_TASK ITEM_
Find and copy every line in the records that includes the string "Duration".

Stored items:

★ ★ ★

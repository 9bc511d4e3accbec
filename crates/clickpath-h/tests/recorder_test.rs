use clickpath_engine::provider::RobustPathSlot;
use clickpath_engine::reporter::{
    ClickDispatcher, InteractionReporter, ReporterConfig, register_interaction_listener,
};
use clickpath_engine::session::{CaptureSource, record};
use clickpath_engine::sink::ChannelSink;
use clickpath_h::HeadlessRecorder;
use serial_test::serial;
use std::sync::Arc;
use std::time::Duration;

const PAGE: &str = "<html><head><title>List</title></head><body><ul id='list'><li>A</li><li id='second'>B</li></ul><button>Go</button></body></html>";

#[tokio::test]
#[serial]
async fn test_click_is_captured_and_reported() {
    tracing_subscriber::fmt()
        .with_test_writer()
        .with_max_level(tracing::Level::INFO)
        .try_init()
        .ok();

    let mut recorder = HeadlessRecorder::new();
    match recorder.launch().await {
        Ok(_) => {}
        Err(e) => {
            eprintln!("Failed to launch browser (is Chromium installed?): {}", e);
            return;
        }
    }

    let url = format!("data:text/html,{}", PAGE);
    recorder.navigate(&url).await.expect("Navigation failed");

    let page = recorder.get_client().expect("client").page.clone();
    page.find_element("button")
        .await
        .expect("button")
        .click()
        .await
        .expect("click");

    let capture = tokio::time::timeout(Duration::from_secs(10), recorder.next_capture())
        .await
        .expect("no capture within timeout")
        .expect("capture stream ended");
    assert_eq!(capture.target, vec![1, 1]);
    assert_eq!(capture.snapshot.tag.to_lowercase(), "html");

    let (sink, mut rx) = ChannelSink::channel();
    let reporter = Arc::new(InteractionReporter::new(
        ReporterConfig::default(),
        Arc::new(RobustPathSlot::new()),
        Arc::new(sink),
    ));
    let dispatcher = ClickDispatcher::new();
    let _token = register_interaction_listener(&dispatcher, &reporter);

    struct Replay(Option<clickpath_engine::protocol::ClickCapture>);

    #[async_trait::async_trait]
    impl CaptureSource for Replay {
        async fn launch(&mut self) -> Result<(), clickpath_engine::session::SourceError> {
            Ok(())
        }
        async fn navigate(&mut self, _url: &str) -> Result<(), clickpath_engine::session::SourceError> {
            Ok(())
        }
        async fn next_capture(&mut self) -> Option<clickpath_engine::protocol::ClickCapture> {
            self.0.take()
        }
        async fn close(&mut self) -> Result<(), clickpath_engine::session::SourceError> {
            Ok(())
        }
    }

    assert_eq!(record(&mut Replay(Some(capture)), &dispatcher).await, 1);
    assert_eq!(rx.try_recv().unwrap().selector, "html > body > button");

    recorder.close().await.expect("close failed");
}

#[tokio::test]
#[serial]
async fn test_navigate_before_launch_fails() {
    let mut recorder = HeadlessRecorder::new();
    assert!(recorder.navigate("about:blank").await.is_err());
    assert!(recorder.close().await.is_ok());
}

★ ★ ★

_EXERCISE OUTPUT_
use std::time::Duration;
    let capture = tokio::time::timeout(Duration::from_secs(10), recorder.next_capture())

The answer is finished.